Moving on from the snakes we focus our attention on seeing one of the other potential main attractions of the area, the Black bears. As evening approaches the bears are said to routinely appear in the corn and soybean fields that lie within the refuge. I knew deep down that the chances of seeing a wolf were extremely slim but had hopes for the bears. As I strain my eyes to keep out the glare of the setting sun, I scan the fields and tree lines in front of us for any movement. Suddenly I feel a tap on my shoulder. My wife turns me around and we both stand motionless as not one but two bears emerge like ghosts from the woods just 20 feet from us. We were so close that you could see the mosquitoes buzzing around the bear’s nostrils which were trying to take our scent in. Luckily they had the farmer’s crops on their menu and began to slowing head to the fields. Soon more bears emerged until there were literally bears numbering in the double digits all around us. All we could do was stand motionless in awe and take pictures of course.
Unfortunately night fell upon us and we would leave without a rare wolf sighting but completely fulfilled by what we did experience. Sadly a recent decision by the United States Fish & Wildlife Service could make seeing this incredible animal impossible rather than improbable. Succumbing to outside pressures regarding private lands and the ever important so called ” U.S. rights”, they have decided to halt the recovery program which could spell disaster for the wolf and ultimately undo all the efforts that have been done the past 40 years to save this wolf of the South. A species that once roamed from Texas to Florida could now be living its last days here in Alligator River or even more sadly in an enclosure at some facility. We have no doubt come so far in our efforts to save our endangered wildlife by way of laws and acts, however the ignorance and selfishness which is human nature still shows its ugly face even today and has the ability to cause another extinction.
“The United States Fish and Wildlife Service seems to be preparing the public for its eventual extinction in the wild,” Sierra Weaver: Southern Environmental Law Center Attorney.
“The United States Fish and Wildlife Service seems to be preparing the public for its eventual extinction in the wild,”
Sierra Weaver: Southern Environmental Law Center Attorney.

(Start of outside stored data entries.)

//! Rolling HAR 1.2 files for HTTP exchanges

use std::{
    fs::{self, File},
    io::{BufWriter, Write},
    path::{Path, PathBuf},
    time::{SystemTime, UNIX_EPOCH},
};

use chrono::{DateTime, SecondsFormat, Utc};
use serde::Serialize;
use tap_api::{Body, Exchange, Header, HttpRequestRecord, HttpResponseRecord};
use thiserror::Error;
use tracing::info;

const HAR_SUFFIX: &str = ".har";
const TEMP_SUFFIX: &str = ".har.tmp";
const HEADER: &[u8] =
    br#"{"log": {"version": "1.2", "creator": {"name": "tapper", "version": "0.1.0"}, "entries": ["#;
const TRAILER: &[u8] = b"]}}";

#[derive(Debug, Error)]
pub enum HarError {
    #[error("{}: {source}", path.display())]
    Io {
        path:   PathBuf,
        #[source]
        source: std::io::Error,
    },
    #[error("encoding HAR entry: {0}")]
    Encode(#[from] serde_json::Error),
}

fn io_err(path: &Path) -> impl FnOnce(std::io::Error) -> HarError + '_ {
    move |source| HarError::Io {
        path: path.to_path_buf(),
        source,
    }
}

#[derive(Debug, Serialize)]
#[serde(rename_all = "camelCase")]
pub struct Entry {
    pub started_date_time: String,
    pub time:              i64,
    pub request:           Request,
    pub response:          Response,
    pub cache:             serde_json::Map<String, serde_json::Value>,
    pub timings:           Timings,
}

#[derive(Debug, Serialize)]
#[serde(rename_all = "camelCase")]
pub struct Request {
    pub method:       String,
    pub url:          String,
    pub http_version: String,
    pub cookies:      Vec<NameValue>,
    pub headers:      Vec<NameValue>,
    pub query_string: Vec<NameValue>,
    #[serde(skip_serializing_if = "Option::is_none")]
    pub post_data:    Option<PostData>,
    pub headers_size: i64,
    pub body_size:    i64,
}

#[derive(Debug, Serialize)]
#[serde(rename_all = "camelCase")]
pub struct Response {
    pub status:       u16,
    pub status_text:  String,
    pub http_version: String,
    pub cookies:      Vec<NameValue>,
    pub headers:      Vec<NameValue>,
    pub content:      Content,
    #[serde(rename = "redirectURL")]
    pub redirect_url: String,
    pub headers_size: i64,
    pub body_size:    i64,
}

#[derive(Debug, Serialize)]
pub struct NameValue {
    pub name:  String,
    pub value: String,
}

#[derive(Debug, Serialize)]
#[serde(rename_all = "camelCase")]
pub struct PostData {
    pub mime_type: String,
    pub text:      String,
}

#[derive(Debug, Serialize)]
#[serde(rename_all = "camelCase")]
pub struct Content {
    pub size:      i64,
    pub mime_type: String,
    pub text:      String,
    #[serde(skip_serializing_if = "Option::is_none")]
    pub encoding:  Option<String>,
}

#[derive(Debug, Serialize)]
pub struct Timings {
    pub send:    i64,
    pub wait:    i64,
    pub receive: i64,
}

fn name_values(headers: &[Header]) -> Vec<NameValue> {
    headers
        .iter()
        .map(|h| NameValue {
            name:  h.name.clone(),
            value: h.value.clone(),
        })
        .collect()
}

fn body_size(body: &Body) -> i64 {
    i64::try_from(body.size).unwrap_or(i64::MAX)
}

impl Entry {
    /// HAR entry for an HTTP exchange; `None` for other protocols and for
    /// requests without a response.
    pub fn from_exchange(exchange: &Exchange) -> Option<Self> {
        let request = exchange.request.as_http_request()?;
        let response = exchange.response.as_ref()?.as_http_response()?;
        let time = exchange.elapsed_time.max(1);
        let started: DateTime<Utc> = exchange.request_time().into();
        Some(Self {
            started_date_time: started.to_rfc3339_opts(SecondsFormat::Millis, true),
            time,
            request: har_request(request),
            response: har_response(response),
            cache: serde_json::Map::new(),
            timings: Timings {
                send:    -1,
                wait:    -1,
                receive: time,
            },
        })
    }
}

fn har_request(r: &HttpRequestRecord) -> Request {
    // The body is kept verbatim; form bodies are not split into params.
    let post_data = (r.body.size > 0 || !r.body.as_bytes.is_empty()).then(|| PostData {
        mime_type: r.body.mime_type.clone(),
        text:      r.body.as_bytes.clone(),
    });
    Request {
        method: r.method.clone(),
        url: r.url.clone(),
        http_version: r.http_version.clone(),
        cookies: Vec::new(),
        headers: name_values(&r.headers),
        query_string: name_values(&r.query_string),
        post_data,
        headers_size: r.headers_size,
        body_size: body_size(&r.body),
    }
}

fn har_response(r: &HttpResponseRecord) -> Response {
    Response {
        status:       r.status,
        status_text:  r.status_text.clone(),
        http_version: r.http_version.clone(),
        cookies:      Vec::new(),
        headers:      name_values(&r.headers),
        content:      Content {
            size:      body_size(&r.body),
            mime_type: r.body.mime_type.clone(),
            text:      r.body.as_bytes.clone(),
            encoding:  r.body.encoding.clone(),
        },
        redirect_url: r.header("location").unwrap_or_default().to_string(),
        headers_size: r.headers_size,
        body_size:    body_size(&r.body),
    }
}

fn nanos(t: SystemTime) -> u128 {
    t.duration_since(UNIX_EPOCH).map(|d| d.as_nanos()).unwrap_or(0)
}

/// `{nanos}__{YYYY_Mon_DD__hh-mm-ss}.har`
pub fn final_name(t: SystemTime) -> String {
    let utc: DateTime<Utc> = t.into();
    format!("{}__{}{HAR_SUFFIX}", nanos(t), utc.format("%Y_%b_%d__%H-%M-%S"))
}

struct HarFile {
    path:    PathBuf,
    out:     BufWriter<File>,
    entries: usize,
}

impl HarFile {
    fn create(path: PathBuf) -> Result<Self, HarError> {
        let file = File::create(&path).map_err(io_err(&path))?;
        let mut out = BufWriter::new(file);
        out.write_all(HEADER).map_err(io_err(&path))?;
        Ok(Self {
            path,
            out,
            entries: 0,
        })
    }

    fn write(&mut self, entry: &Entry) -> Result<(), HarError> {
        let json = serde_json::to_vec(entry)?;
        if self.entries > 0 {
            self.out.write_all(b",").map_err(io_err(&self.path))?;
        }
        self.out.write_all(&json).map_err(io_err(&self.path))?;
        self.entries += 1;
        Ok(())
    }

    fn finish(mut self) -> Result<PathBuf, HarError> {
        self.out.write_all(TRAILER).map_err(io_err(&self.path))?;
        self.out.flush().map_err(io_err(&self.path))?;
        Ok(self.path)
    }
}

/// Writes entries to a temp file and renames it once it holds
/// `max_entries` entries or the writer is closed.
pub struct HarWriter {
    dir:         PathBuf,
    max_entries: usize,
    current:     Option<HarFile>,
    rolled:      usize,
}

impl HarWriter {
    pub fn new(dir: impl Into<PathBuf>, max_entries: usize) -> Result<Self, HarError> {
        let dir = dir.into();
        fs::create_dir_all(&dir).map_err(io_err(&dir))?;
        Ok(Self {
            dir,
            max_entries: max_entries.max(1),
            current: None,
            rolled: 0,
        })
    }

    /// Append the exchange when it is HTTP. Returns whether an entry was
    /// written.
    pub fn write(&mut self, exchange: &Exchange) -> Result<bool, HarError> {
        let Some(entry) = Entry::from_exchange(exchange) else {
            return Ok(false);
        };
        let file = match self.current.take() {
            Some(file) => file,
            None => {
                let name = format!("har_writer_{}{TEMP_SUFFIX}", nanos(SystemTime::now()));
                HarFile::create(self.dir.join(name))?
            },
        };
        let file = self.current.insert(file);
        file.write(&entry)?;
        if file.entries >= self.max_entries {
            self.roll()?;
        }
        Ok(true)
    }

    /// Finish the current file, if any, and give it its final name.
    pub fn roll(&mut self) -> Result<Option<PathBuf>, HarError> {
        let Some(file) = self.current.take() else {
            return Ok(None);
        };
        let entries = file.entries;
        let tmp = file.finish()?;
        let target = self.dir.join(final_name(SystemTime::now()));
        fs::rename(&tmp, &target).map_err(io_err(&target))?;
        self.rolled += 1;
        info!(
            event.name = "har.rolled",
            path = %target.display(),
            entries,
            "HAR file written"
        );
        Ok(Some(target))
    }

    pub fn close(mut self) -> Result<Option<PathBuf>, HarError> {
        self.roll()
    }

    /// Files completed so far
    pub fn rolled(&self) -> usize {
        self.rolled
    }

    pub fn dir(&self) -> &Path {
        &self.dir
    }
}
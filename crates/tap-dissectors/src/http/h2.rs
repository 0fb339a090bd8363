//! HTTP/2 dissect loop over [`h2session::H2ConnectionState`]

use std::time::SystemTime;

use h2session::{
    CONNECTION_PREFACE, FRAME_HEADER_SIZE, H2ConnectionState, H2Limits, ParsedH2Message,
    is_server_settings_frame,
};
use tap_api::{DissectError, MatchedPair, Message, Payload, ProtocolId, TcpReader};
use tracing::debug;

use super::{
    GRPC, HTTP2,
    h1::{from_timestamp, to_timestamp},
    publish, record,
};
use crate::{claim, next_capture_time, read_up_to};

/// Dissect a direction that starts as HTTP/2: the client must open with the
/// connection preface and the server with a SETTINGS frame.
pub(super) fn dissect(reader: &mut dyn TcpReader, limits: &H2Limits) -> Result<(), DissectError> {
    let first_seen = next_capture_time(reader)?;
    let head = if reader.is_client() {
        let head = read_up_to(reader, CONNECTION_PREFACE.len())?;
        if head.as_slice() != CONNECTION_PREFACE.as_slice() {
            return Err(DissectError::not_protocol(
                ProtocolId::Http2,
                "missing connection preface",
            ));
        }
        head
    } else {
        let head = read_up_to(reader, FRAME_HEADER_SIZE)?;
        if !is_server_settings_frame(&head) {
            return Err(DissectError::not_protocol(
                ProtocolId::Http2,
                "first frame is not SETTINGS",
            ));
        }
        head
    };
    claim(reader, ProtocolId::Http2)?;
    dissect_half(reader, limits, head, first_seen)
}

/// Feed this direction into an HTTP/2 connection state until EOF, pairing
/// each completed stream through `"{flow},h2/{stream id}"`. `pending` holds
/// bytes already read from the reader, captured at `first_seen`.
pub(super) fn dissect_half(
    reader: &mut dyn TcpReader,
    limits: &H2Limits,
    mut pending: Vec<u8>,
    first_seen: SystemTime,
) -> Result<(), DissectError> {
    let mut state = H2ConnectionState::with_limits(limits.clone());
    let mut chunk_time = first_seen;
    debug!(
        flow = %reader.flow_key(),
        max_body_size = limits.max_body_size,
        "HTTP/2 direction started"
    );

    loop {
        if !pending.is_empty() {
            let now = to_timestamp(chunk_time);
            match state.feed(&pending, now) {
                Ok(()) => {},
                Err(e) if e.is_fatal() => return Err(e.into()),
                Err(e) => reader.diagnostics().errors.silent("HTTP2-parser", &e),
            }
            pending.clear();
            while let Some((_, msg)) = state.try_pop() {
                on_message(reader, msg);
            }
            state.evict_stale_streams(now);
        }

        let chunk = reader.fill_buf()?;
        if chunk.is_empty() {
            return Ok(());
        }
        pending.extend_from_slice(chunk);
        chunk_time = reader.capture_time();
        let n = pending.len();
        reader.consume(n);
    }
}

fn on_message(reader: &dyn TcpReader, msg: ParsedH2Message) {
    let key = format!("{},h2/{}", reader.flow_key(), msg.stream_id);
    let time = from_timestamp(msg.first_frame_timestamp_ns);
    let size = msg.header_size + msg.body.len();
    let message = if reader.is_client() {
        Message::request(time, size, Payload::HttpRequest(record::request_from_h2(&msg)))
    } else {
        Message::response(time, size, Payload::HttpResponse(record::response_from_h2(&msg)))
    };
    if let Some(pair) = reader.register(key, message) {
        publish_pair(reader, pair);
    }
}

/// Publish under the gRPC descriptor when the request carried a gRPC
/// content type.
pub(super) fn publish_pair(reader: &dyn TcpReader, pair: MatchedPair) {
    let grpc = pair
        .request
        .as_http_request()
        .and_then(|r| r.header("content-type"))
        .is_some_and(|ct| ct.starts_with("application/grpc"));
    publish(reader, if grpc { &GRPC } else { &HTTP2 }, pair);
}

With all the controversy regarding the Red wolf such as is it really a separate species that deserves protection or why it was reintroduced on private land to “hunt” farm animals, one thing remains clear. This sleek slender wolf is an incredible animal and regardless of what any scientist wants to classify it as, it deserves at very least a fighting chance and respect. Take the wolves out of Alligator River and as beautiful of a place as it may be, it becomes just that, another beautiful refuge. It loses that sense of mystery and the chance to see something truly remarkable.